Self Maintenance Resource Center (Exhibition)
Self Maintenance Resource Center (Exhibition)
June 19th -
July 24th, 2021
Self Maintenance Resource Center is a curatorial collaboration between Katherine Simóne Reynolds and Anaïs Duplan, Founder of the Center for Afrofuturist Studies.
Opening Reception: Saturday, June 19th from 3 to 8 pm
Through the process of wheatpasting, Self Maintenance Resource Center layers the participants’ research in the form of PDFs and Xerox copies, alongside an assembly of scores, sound works, and reference videos before concluding on July 24, 2021.
The Luminary is pleased to present the next iteration of Self Maintenance Resource Center, a curatorial collaboration between Katherine Simóne Reynolds and Anaïs Duplan, Founder of the Center for Afrofuturist Studies. Developed from the 2020 online project of the same name, this exhibition presents the resources, references, and research of five, invited artists: Naima Green, Tabita Rezaire, Sun Cha, Evan Ifekoya, and Marquis Bey. Each week, The Luminary will reveal a new episode of an artist and their contributions to the gallery space. Opening on June 19, 2021, the exhibition takes an additive approach with the newest contributions building on previous resources.

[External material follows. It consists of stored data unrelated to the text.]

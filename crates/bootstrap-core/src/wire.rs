//! HTTP/JSON wire contract shared by the gateway and the admin client.

use serde::{Deserialize, Serialize};

use crate::domain::entities::{AccountInfo, RegistrationAttempt, RegistrationFields};

/// `GET` issues a nonce.
pub const NONCE_PATH: &str = "/_synapse/admin/v1/register/nonce";

/// `POST` submits a signed registration.
pub const REGISTER_PATH: &str = "/_synapse/admin/v1/register";

#[derive(Debug, Clone, PartialEq, Eq, Serialize, Deserialize)]
pub struct NonceResponse {
    pub nonce: String,
}

/// Body of a registration request.
#[derive(Clone, Serialize, Deserialize)]
pub struct RegisterRequest {
    pub nonce: String,
    pub username: String,
    pub password: String,
    #[serde(default)]
    pub admin: bool,
    #[serde(default, skip_serializing_if = "Option::is_none")]
    pub user_type: Option<String>,
    #[serde(default, skip_serializing_if = "Option::is_none")]
    pub displayname: Option<String>,
    pub mac: String,
}

impl std::fmt::Debug for RegisterRequest {
    fn fmt(&self, f: &mut std::fmt::Formatter<'_>) -> std::fmt::Result {
        f.debug_struct("RegisterRequest")
            .field("username", &self.username)
            .field("admin", &self.admin)
            .field("user_type", &self.user_type)
            .field("displayname", &self.displayname)
            .finish_non_exhaustive()
    }
}

impl From<RegisterRequest> for RegistrationAttempt {
    fn from(req: RegisterRequest) -> Self {
        RegistrationAttempt {
            fields: RegistrationFields {
                nonce: req.nonce,
                username: req.username,
                password: req.password,
                admin: req.admin,
                user_type: req.user_type,
            },
            mac: req.mac,
            display_name: req.displayname,
        }
    }
}

pub type RegisterResponse = AccountInfo;

/// Error body: `{"errcode": "...", "error": "..."}`.
#[derive(Debug, Clone, PartialEq, Eq, Serialize, Deserialize)]
pub struct ErrorResponse {
    pub errcode: String,
    pub error: String,
    #[serde(default, skip_serializing_if = "Option::is_none")]
    pub retry_after_ms: Option<u64>,
}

“Perhaps tragedies are only tragedies in the presence of love, which confers meaning to loss. Loss is not felt in the absence of love” - Elizabeth Alexander The Light of the World
For Alexander, desire and love are comfortably housed within grief and loss. This is a time of seeing and feeling immense loss while navigating a labyrinth of social desolation daily. But through the assumed “contactless,” we are coming to terms with our surface understanding of the complexities of deep intimacy. Stemming from a queer Black politic, assessing the relationship between artistic production and the complexities of desire, love, and self-maintenance requires a critical approach through documentation to trace their mutual influence. Documentation functions as both a process and a product.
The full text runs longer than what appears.